Physical characteristics
- Mouth: Bering Sea
- • location: Anadyr Estuary
- • coordinates: 65°03′26″N 176°25′09″E﻿ / ﻿65.0573°N 176.4191°E
- Length: 426 km (265 mi)
- Basin size: 20,600 km^{2} (8,000 sq mi)

= Kanchalan (river) =

The Kanchalan (Russian: Канчалан) is a river in Chukotka Autonomous Okrug, Russian Far East. It is 426 km long, and has a drainage basin of 20600 km2.

==History==
The Kanchalan and its tributaries belong to the Chukotka Autonomous Okrug administrative region of Russia. There is a small populated place in the area close to its estuary also called Kanchalan.

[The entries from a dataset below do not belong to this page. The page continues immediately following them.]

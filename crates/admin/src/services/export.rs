//! Diagnostic data export as CSV.
//!
//! Users whose latest analysis falls inside the requested date range are
//! joined with that analysis and written one row per user.

use chrono::{DateTime, NaiveDate, SecondsFormat, Utc};
use futures::future::join_all;
use serde::{Deserialize, Serialize};
use skincare_admin_core::{SkinAnalysis, User};
use thiserror::Error;
use tracing::instrument;

use crate::data::{DataAccess, SKIN_ANALYSIS, USERS};
use crate::store::{CollectionPath, Order};

/// Selectable export sections.
#[derive(Debug, Clone, Copy, PartialEq, Eq, Hash, Serialize, Deserialize)]
#[serde(rename_all = "kebab-case")]
pub enum ExportItem {
    UserInfo,
    DiagnosticResults,
    ProductRecommendations,
    ConsultationRecords,
    ChatHistory,
}

/// Export parameters; both dates are inclusive UTC days.
#[derive(Debug, Clone, Deserialize)]
pub struct ExportRequest {
    pub start_date: NaiveDate,
    pub end_date: NaiveDate,
    pub items: Vec<ExportItem>,
}

#[derive(Debug, Error)]
pub enum ExportError {
    #[error("Select at least one item to export")]
    NoItems,

    #[error("Start date {start} is after end date {end}")]
    InvalidRange { start: NaiveDate, end: NaiveDate },

    #[error("CSV write error: {0}")]
    Csv(#[from] csv::Error),

    #[error("CSV buffer error: {0}")]
    Buffer(String),
}

impl ExportRequest {
    /// Check the request before any store access.
    ///
    /// # Errors
    ///
    /// Returns [`ExportError::NoItems`] or [`ExportError::InvalidRange`].
    pub fn validate(&self) -> Result<(), ExportError> {
        if self.items.is_empty() {
            return Err(ExportError::NoItems);
        }
        if self.start_date > self.end_date {
            return Err(ExportError::InvalidRange {
                start: self.start_date,
                end: self.end_date,
            });
        }
        Ok(())
    }

    fn includes(&self, item: ExportItem) -> bool {
        self.items.contains(&item)
    }

    fn contains(&self, at: DateTime<Utc>) -> bool {
        let day = at.date_naive();
        self.start_date <= day && day <= self.end_date
    }
}

fn format_time(at: Option<DateTime<Utc>>) -> String {
    at.map(|ts| ts.to_rfc3339_opts(SecondsFormat::Secs, true))
        .unwrap_or_default()
}

fn header(request: &ExportRequest) -> Vec<&'static str> {
    let mut columns = vec!["user_id"];
    if request.includes(ExportItem::UserInfo) {
        columns.extend(["display_name", "email", "created_at", "provider"]);
    }
    if request.includes(ExportItem::DiagnosticResults) {
        columns.extend([
            "analysis_id",
            "analyzed_at",
            "skin_age",
            "skin_grade",
            "firmness",
            "pores",
            "pimples",
            "redness",
            "sagging",
        ]);
    }
    columns
}

fn row(request: &ExportRequest, user: &User, analysis: Option<&SkinAnalysis>) -> Vec<String> {
    let mut cells = vec![user.id.clone()];
    if request.includes(ExportItem::UserInfo) {
        cells.extend([
            user.name_or_placeholder().to_string(),
            user.email.clone(),
            format_time(user.created_at),
            user.provider.clone(),
        ]);
    }
    if request.includes(ExportItem::DiagnosticResults) {
        match analysis {
            Some(a) => cells.extend([
                a.id.clone(),
                format_time(a.timestamp),
                a.skin_age.to_string(),
                a.skin_grade.to_string(),
                a.firmness.to_string(),
                a.pores.to_string(),
                a.pimples.to_string(),
                a.redness.to_string(),
                a.sagging.to_string(),
            ]),
            None => cells.extend(std::iter::repeat_n(String::new(), 9)),
        }
    }
    cells
}

/// Build the export CSV.
///
/// Only `user-info` and `diagnostic-results` have backing data; the other
/// items are accepted but add no columns.
///
/// # Errors
///
/// Returns a validation error before any store access, or a CSV error.
#[instrument(skip(data, request), fields(start = %request.start_date, end = %request.end_date))]
pub async fn export_csv(
    data: &DataAccess,
    request: &ExportRequest,
    user_limit: usize,
) -> Result<Vec<u8>, ExportError> {
    request.validate()?;

    let users: Vec<User> = match CollectionPath::parse(USERS) {
        Ok(users) => data
            .list(&users, user_limit, Order::newest_first("createdAt"))
            .await
            .iter()
            .map(User::from_document)
            .filter(|user| user.latest_analysis_date.is_some_and(|at| request.contains(at)))
            .collect(),
        Err(_) => Vec::new(),
    };

    let analyses = join_all(users.iter().map(|user| async move {
        let id = user.latest_analysis_id.as_deref()?;
        let path = CollectionPath::parse(USERS)
            .and_then(|c| c.doc(&user.id))
            .and_then(|d| d.collection(SKIN_ANALYSIS))
            .and_then(|c| c.doc(id))
            .ok()?;
        data.get(&path)
            .await
            .map(|doc| SkinAnalysis::from_document(&doc))
    }))
    .await;

    let mut writer = csv::Writer::from_writer(Vec::new());
    writer.write_record(header(request))?;
    for (user, analysis) in users.iter().zip(&analyses) {
        writer.write_record(row(request, user, analysis.as_ref()))?;
    }

    tracing::info!(rows = users.len(), "Export generated");
    writer
        .into_inner()
        .map_err(|e| ExportError::Buffer(e.to_string()))
}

Originally the river appears to have been called the Nyerpicha according to maps of the 17th and 18th centuries. A sedentary people who went on to form the eponymous settlement lived on its banks who called themselves "Konchalyt", (from the Chukchi кончальыт meaning Only) and over time their name became associated with both the settlement and the river itself. In Chukchi, the river is divided into two parts, the lower reaches are called Gytgomkyvaam (Гытгомкываам, lit. Bush River), whilst the upper reaches are called Tadlyeoan (Тадлеоан, lit. The Place of Vengeance) as this was the site of historical battles between the Chukchi, Yukaghirs and Koryaks.

==Course==
Its sources are in the Tumannaya Mountain area of the Chukotka Mountains.
The river flows roughly southwards through the sparsely populated areas of the Anadyr Lowlands. It meets the Bering Sea at the Gulf of Anadyr through the Anadyr Estuary.
| Map of the Kanchalan basin. |

==Wildlife==
Beluga whales are common in its estuarine waters.